It’s about depression, about how people struggle with it silently, but survive. It’s about how when folks overcome depression, they feel they can’t celebrate because they’re too ashamed they were depressed in the first place.
I celebrate you everyday, Jenny. You’re my goddamned hero, which is so much better than being a regular hero. You put yourself out there , and you’re funny. Among the trolls of the internet who do anything they can to bring someone down, you have the balls to get out there and tell jokes, to lead a war on William Shatner and to net a giant metal chicken a gazillion facebook followers.
The fact that you can admit something you’re ashamed of can only make me love you more. And I know you know, now more than ever, that you’re not alone, but I’ll say it again. You’re not alone. Never will be. I for one will stalk you forever. Comforting, huh?

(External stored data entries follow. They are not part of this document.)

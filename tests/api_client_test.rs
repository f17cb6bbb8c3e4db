mod common;

use std::sync::Arc;

use emarve::api::{CourseApi, HttpCourseApi, RouteStyle};
use emarve::error::ErrorKind;
use emarve::mock::fixtures;
use emarve::models::{CommentRequest, CourseRequest, FileUpload, RegistrationRequest, Role, SubscribeRequest};
use emarve::routes::Route;
use emarve::services::AuthService;
use emarve::session::{Session, TOKEN_ID_KEY, TOKEN_TYPE_KEY};
use reqwest::StatusCode;

use common::{config_for, spawn_backend, spawn_backend_with};

fn new_course(title: &str) -> CourseRequest {
    CourseRequest {
        title: title.to_string(),
        description: "Sistemas".to_string(),
        category: "Backend".to_string(),
        instructor: fixtures::ADMIN_NICKNAME.to_string(),
        duration: 10,
        requirement: "Ninguno".to_string(),
    }
}

#[tokio::test]
async fn login_stores_token_under_both_keys() {
    let backend = spawn_backend().await;
    let session = Session::in_memory();
    let auth = AuthService::new(backend.dyn_api(), session.clone());

    let token = auth
        .login(fixtures::STUDENT_EMAIL, fixtures::STUDENT_PASSWORD)
        .await
        .expect("valid credentials should log in");

    assert_eq!(token, "mock-jwt-token-123");
    assert_eq!(session.raw(TOKEN_TYPE_KEY).as_deref(), Some("mock-jwt-token-123"));
    assert_eq!(session.raw(TOKEN_ID_KEY).as_deref(), Some("mock-jwt-token-123"));
}

#[tokio::test]
async fn invalid_login_is_unauthorized_and_stores_nothing() {
    let backend = spawn_backend().await;
    let session = Session::in_memory();
    let auth = AuthService::new(backend.dyn_api(), session.clone());

    let err = auth
        .login(fixtures::STUDENT_EMAIL, "wrong")
        .await
        .expect_err("wrong password must be rejected");

    assert_eq!(err.status(), Some(StatusCode::UNAUTHORIZED));
    assert_eq!(err.kind(), ErrorKind::Client);
    assert!(err.to_string().contains("Invalid credentials"));
    assert!(session.token().is_none());
}

#[tokio::test]
async fn logout_clears_session_and_goes_to_root() {
    let backend = spawn_backend().await;
    let session = Session::in_memory();
    let auth = AuthService::new(backend.dyn_api(), session.clone());
    auth.login(fixtures::STUDENT_EMAIL, fixtures::STUDENT_PASSWORD).await.unwrap();
    session.set_user_id(fixtures::STUDENT_ID).unwrap();

    let route = auth.logout().unwrap();

    assert_eq!(route, Route::Root);
    assert!(session.token().is_none());
    assert!(session.user_id().is_none());
}

#[tokio::test]
async fn registration_conflicts_on_existing_email() {
    let backend = spawn_backend().await;

    let existing = RegistrationRequest {
        nickname: "dup".to_string(),
        email: fixtures::EXISTING_EMAIL.to_string(),
        password: "secret".to_string(),
        is_instructor: false,
    };
    let err = backend.api.register(&existing).await.unwrap_err();
    assert!(err.is_conflict());

    let fresh = RegistrationRequest {
        nickname: "nueva".to_string(),
        email: "nueva@example.com".to_string(),
        password: "secret".to_string(),
        is_instructor: false,
    };
    let message = backend.api.register(&fresh).await.unwrap();
    assert!(message.contains("Successful creation of user nueva"));
}

#[tokio::test]
async fn list_courses_returns_the_two_fixtures() {
    let backend = spawn_backend().await;

    let courses = backend.api.list_courses().await.unwrap();

    assert_eq!(courses.len(), 2);
    assert_eq!(courses[0].title, "Curso de React");
    assert_eq!(courses[1].title, "Curso de Go");
    assert_eq!(courses[1].duration, 60);
}

#[tokio::test]
async fn search_passes_query_through_untouched() {
    let backend = spawn_backend().await;

    let all = backend.api.search_courses("").await.unwrap();
    assert_eq!(all.len(), 2);
    assert_eq!(backend.state.last_search_query().await.as_deref(), Some(""));

    let found = backend.api.search_courses("  react ").await.unwrap();
    assert_eq!(found.len(), 1);
    assert_eq!(found[0].id, 1);
    assert_eq!(backend.state.last_search_query().await.as_deref(), Some("  react "));

    let none = backend.api.search_courses("cobol").await.unwrap();
    assert!(none.is_empty());
}

#[tokio::test]
async fn missing_course_is_not_found() {
    let backend = spawn_backend().await;

    let err = backend.api.get_course(999).await.unwrap_err();

    assert_eq!(err.status(), Some(StatusCode::NOT_FOUND));
    assert!(!err.is_conflict());
}

#[tokio::test]
async fn token_resolves_to_role_and_id() {
    let backend = spawn_backend().await;

    assert_eq!(backend.api.authenticate(fixtures::STUDENT_TOKEN).await.unwrap(), Role::Student);
    assert_eq!(backend.api.authenticate(fixtures::ADMIN_TOKEN).await.unwrap(), Role::Admin);
    assert_eq!(
        backend.api.user_id_for_token(fixtures::STUDENT_TOKEN).await.unwrap(),
        fixtures::STUDENT_ID
    );

    let err = backend.api.authenticate("bogus").await.unwrap_err();
    assert_eq!(err.status(), Some(StatusCode::UNAUTHORIZED));
}

#[tokio::test]
async fn duplicate_subscription_is_a_conflict() {
    let backend = spawn_backend().await;
    let request = SubscribeRequest {
        user_id: fixtures::STUDENT_ID,
        course_id: 2,
    };

    backend.api.subscribe(&request).await.unwrap();
    let err = backend.api.subscribe(&request).await.unwrap_err();
    assert!(err.is_conflict());

    let subscribed = backend.api.list_subscriptions(fixtures::STUDENT_ID).await.unwrap();
    assert_eq!(subscribed.len(), 1);
    assert_eq!(subscribed[0].id, 2);
}

#[tokio::test]
async fn comments_are_listed_per_course() {
    let backend = spawn_backend().await;

    backend
        .api
        .add_comment(&CommentRequest {
            user_id: fixtures::STUDENT_ID,
            course_id: 1,
            comment: "Muy bueno".to_string(),
        })
        .await
        .unwrap();

    let comments = backend.api.list_comments(1).await.unwrap();
    assert_eq!(comments.len(), 1);
    assert_eq!(comments[0].comment, "Muy bueno");
    assert_eq!(comments[0].user_id, fixtures::STUDENT_ID);
    assert!(backend.api.list_comments(2).await.unwrap().is_empty());
}

#[tokio::test]
async fn uploaded_files_show_up_for_the_course() {
    let backend = spawn_backend().await;
    let file = FileUpload::new("apuntes.pdf", b"%PDF-1.4".to_vec());

    let message = backend.api.upload_file(&file, fixtures::STUDENT_ID, 2).await.unwrap();
    assert!(message.contains("apuntes.pdf"));

    let files = backend.api.list_course_files(2).await.unwrap();
    assert_eq!(files.len(), 1);
    assert_eq!(files[0].name, "apuntes.pdf");
    assert_eq!(files[0].user_id, fixtures::STUDENT_ID);
    assert!(files[0].url.ends_with("apuntes.pdf"));
    assert!(files[0].upload_date.is_some());
}

#[tokio::test]
async fn instructor_courses_match_by_name() {
    let backend = spawn_backend().await;

    let taught = backend
        .api
        .list_courses_by_instructor(fixtures::ADMIN_NICKNAME)
        .await
        .unwrap();

    assert_eq!(taught.len(), 1);
    assert_eq!(taught[0].title, "Curso de React");
}

#[tokio::test]
async fn legacy_routes_manage_courses() {
    let backend = spawn_backend().await;

    backend.api.create_course(&new_course("Rust")).await.unwrap();
    backend.api.update_course(3, &new_course("Rust avanzado")).await.unwrap();
    assert_eq!(backend.api.get_course(3).await.unwrap().title, "Rust avanzado");
    backend.api.delete_course(3).await.unwrap();

    let requests = backend.state.requests().await;
    assert!(requests.contains(&"POST /courses/create".to_string()));
    assert!(requests.contains(&"PUT /courses/update/3".to_string()));
    assert!(requests.contains(&"DELETE /courses/delete/3".to_string()));
}

#[tokio::test]
async fn rest_routes_manage_courses() {
    let backend = spawn_backend_with(RouteStyle::Rest).await;

    backend.api.create_course(&new_course("Rust")).await.unwrap();
    backend.api.update_course(3, &new_course("Rust avanzado")).await.unwrap();
    backend.api.delete_course(3).await.unwrap();

    let requests = backend.state.requests().await;
    assert!(requests.contains(&"POST /courses".to_string()));
    assert!(requests.contains(&"PUT /courses/3".to_string()));
    assert!(requests.contains(&"DELETE /courses/3".to_string()));
    assert_eq!(backend.state.courses().await.len(), 2);
}

#[tokio::test]
async fn invalid_course_is_a_validation_error() {
    let backend = spawn_backend().await;
    let mut request = new_course("Rust");
    request.title = String::new();

    let err = backend.api.create_course(&request).await.unwrap_err();
    assert_eq!(err.status(), Some(StatusCode::BAD_REQUEST));
}

#[tokio::test]
async fn unreachable_backend_is_a_network_error() {
    let listener = tokio::net::TcpListener::bind("127.0.0.1:0").await.unwrap();
    let addr = listener.local_addr().unwrap();
    drop(listener);

    let api = Arc::new(
        HttpCourseApi::new(&config_for(&format!("http://{}", addr), RouteStyle::Legacy)).unwrap(),
    );
    let err = api.list_courses().await.unwrap_err();

    assert_eq!(err.kind(), ErrorKind::Network);
    assert_eq!(err.status(), None);
}

/// Backend that answers 200 with bodies the client cannot decode, and 500 on course lookups.
async fn spawn_broken_backend() -> HttpCourseApi {
    use axum::http::StatusCode as AxumStatus;
    use axum::routing::get;

    let app = axum::Router::new()
        .route("/courses", get(|| async { "<html>maintenance</html>" }))
        .route(
            "/courses/{id}",
            get(|| async { (AxumStatus::INTERNAL_SERVER_ERROR, r#"{"error":"db down"}"#) }),
        )
        .route(
            "/users/userId",
            get(|| async { axum::Json(serde_json::json!({ "message": "abc" })) }),
        );
    let base_url = common::serve_router(app).await;
    HttpCourseApi::new(&config_for(&base_url, RouteStyle::Legacy)).unwrap()
}

#[tokio::test]
async fn success_status_with_wrong_body_is_a_decode_error() {
    let api = spawn_broken_backend().await;

    let err = api.list_courses().await.unwrap_err();

    assert!(matches!(err, emarve::ApiError::Decode(_)));
    assert_eq!(err.kind(), ErrorKind::Decode);
    assert_eq!(err.status(), None);
}

#[tokio::test]
async fn server_errors_are_classified_as_server() {
    let api = spawn_broken_backend().await;

    let err = api.get_course(1).await.unwrap_err();

    assert_eq!(err.status(), Some(StatusCode::INTERNAL_SERVER_ERROR));
    assert_eq!(err.kind(), ErrorKind::Server);
    assert!(err.to_string().contains("db down"));
}

#[tokio::test]
async fn non_numeric_user_id_is_a_payload_error() {
    let api = spawn_broken_backend().await;

    let err = api.user_id_for_token("any").await.unwrap_err();

    assert!(matches!(err, emarve::ApiError::UnexpectedPayload(_)));
    assert_eq!(err.kind(), ErrorKind::Decode);
    assert_eq!(err.status(), None);
}

#[tokio::test]
async fn logging_in_as_another_user_forgets_previous_user_id() {
    let backend = spawn_backend().await;
    let session = Session::in_memory();
    let auth = AuthService::new(backend.dyn_api(), session.clone());
    auth.login(fixtures::STUDENT_EMAIL, fixtures::STUDENT_PASSWORD).await.unwrap();
    session.set_user_id(999).unwrap();

    auth.login(fixtures::ADMIN_EMAIL, fixtures::ADMIN_PASSWORD).await.unwrap();

    assert_eq!(session.user_id(), None);
    assert_eq!(session.token().as_deref(), Some(fixtures::ADMIN_TOKEN));
}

And to everyone else, no matter what secret battles you’re fighting, you’re not alone either. Even if I don’t share your personal pain, there is someone out there who does. You’re all my heroes, the silent masses who struggle with depression, with self-harming, with eating disorders, or with what I went through when I finally admitted to myself that I find women just as attractive as men. (That may come as a surprise to some of you, or not, but I’ll just throw it out there. If it means you don’t want to be my friend anymore, we probably should never have been friends in the first place.) <–See? That's what I'm talking about when I'm talking about shame.
It all comes down to shame. We don't let our pain out because we're afraid of what people will think. When I finally admitted both the above struggle and my issues with food, I was amazed at how wonderful and supportive my husband is. If you don't have a support team, I support you. I'm with you. And if you do have a support team in place, I'm with you still, one more voice helping out. One more voice telling you that you're not alone. I see you. I hear you. I am you.
We're all gonna get through this together.